* Problem to work on
Set down exactly the entries below, beginning at their first line and ending at the line with "let journal = Journal::new(trace, audit);".

Stored data entries
※ ※ ※

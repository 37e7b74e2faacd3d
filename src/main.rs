use crate::config::EngineConfig;
use crate::engine::Engine;
use crate::journal::Journal;
use crate::sink::ChannelSink;
use std::error::Error;
use std::fs::File;
use std::io::{BufWriter, Write};
use std::sync::Arc;
use tracing::info;
use tracing_subscriber::{layer::SubscriberExt, util::SubscriberInitExt};

mod account;
mod agents;
mod config;
mod engine;
mod errors;
mod journal;
mod sink;
mod transactions;

#[tokio::main]
async fn main() -> Result<(), Box<dyn Error>> {
    tracing_subscriber::registry()
        .with(
            tracing_subscriber::EnvFilter::try_from_default_env()
                .unwrap_or_else(|_| "shared_account=info".into()),
        )
        .with(tracing_subscriber::fmt::layer().with_writer(std::io::stderr))
        .init();

    let mut config = EngineConfig::from_env()?;
    if let Some(audit_log) = std::env::args().nth(1) {
        config.audit_log = audit_log.into();
    }
    let audit = File::create(&config.audit_log)?;
    info!(audit_log = %config.audit_log.display(), "flagged transactions will be logged");

    let trace: Box<dyn Write + Send> = match &config.trace_log {
        Some(path) => {
            info!(trace_log = %path.display(), "transaction trace redirected");
            Box::new(BufWriter::new(File::create(path)?))
        }
        None => Box::new(std::io::stdout()),
    };

    let (sink, receiver) = ChannelSink::new();
    let journal = Journal::new(trace, audit);
    let writer = tokio::task::spawn_blocking(move || journal.drain(receiver));

    let summary = Engine::new(config, Arc::new(sink))?.run().await?;
    // the engine and every agent are gone, so the journal sees the stream end
    let written = writer.await??;
    info!(written, balanced = summary.is_balanced(), "simulation finished");
    println!("\n{}", summary);
    Ok(())
}
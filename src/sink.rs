use crate::errors::SinkError;
use crate::transactions::TransactionEvent;
use tokio::sync::mpsc::{unbounded_channel, UnboundedReceiver, UnboundedSender};

/// Receives every event the account emits. Called while the account lock is
/// held, so implementations must return quickly and must not call back into
/// the account.
pub trait TransactionSink: Send + Sync {
    fn record(&self, event: &TransactionEvent) -> Result<(), SinkError>;
}

/// Forwards events to whoever holds the receiving half, usually the journal.
#[derive(Clone, Debug)]
pub struct ChannelSink {
    sender: UnboundedSender<TransactionEvent>,
}
impl ChannelSink {
    pub fn new() -> (Self, UnboundedReceiver<TransactionEvent>) {
        let (sender, receiver) = unbounded_channel();
        (ChannelSink { sender }, receiver)
    }
}
impl TransactionSink for ChannelSink {
    fn record(&self, event: &TransactionEvent) -> Result<(), SinkError> {
        self.sender
            .send(event.clone())
            .map_err(|_| SinkError::Closed)
    }
}

#[cfg(test)]
pub use recorder::MemorySink;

※ ※ ※

* Answer section
repository 37e7b74e2faacd3d
filename src/main.rs
use crate::config::EngineConfig;
use crate::engine::Engine;
use crate::journal::Journal;
use crate::sink::ChannelSink;
use std::error::Error;
use std::fs::File;
use std::io::{BufWriter, Write};
use std::sync::Arc;
use tracing::info;
use tracing_subscriber::{layer::SubscriberExt, util::SubscriberInitExt};

mod account;
mod agents;
mod config;
mod engine;
mod errors;
mod journal;
mod sink;
mod transactions;

#[tokio::main]
async fn main() -> Result<(), Box<dyn Error>> {
    tracing_subscriber::registry()
        .with(
            tracing_subscriber::EnvFilter::try_from_default_env()
                .unwrap_or_else(|_| "shared_account=info".into()),
        )
        .with(tracing_subscriber::fmt::layer().with_writer(std::io::stderr))
        .init();

    let mut config = EngineConfig::from_env()?;
    if let Some(audit_log) = std::env::args().nth(1) {
        config.audit_log = audit_log.into();
    }
    let audit = File::create(&config.audit_log)?;
    info!(audit_log = %config.audit_log.display(), "flagged transactions will be logged");

    let trace: Box<dyn Write + Send> = match &config.trace_log {
        Some(path) => {
            info!(trace_log = %path.display(), "transaction trace redirected");
            Box::new(BufWriter::new(File::create(path)?))
        }
        None => Box::new(std::io::stdout()),
    };

    let (sink, receiver) = ChannelSink::new();
    let journal = Journal::new(trace, audit);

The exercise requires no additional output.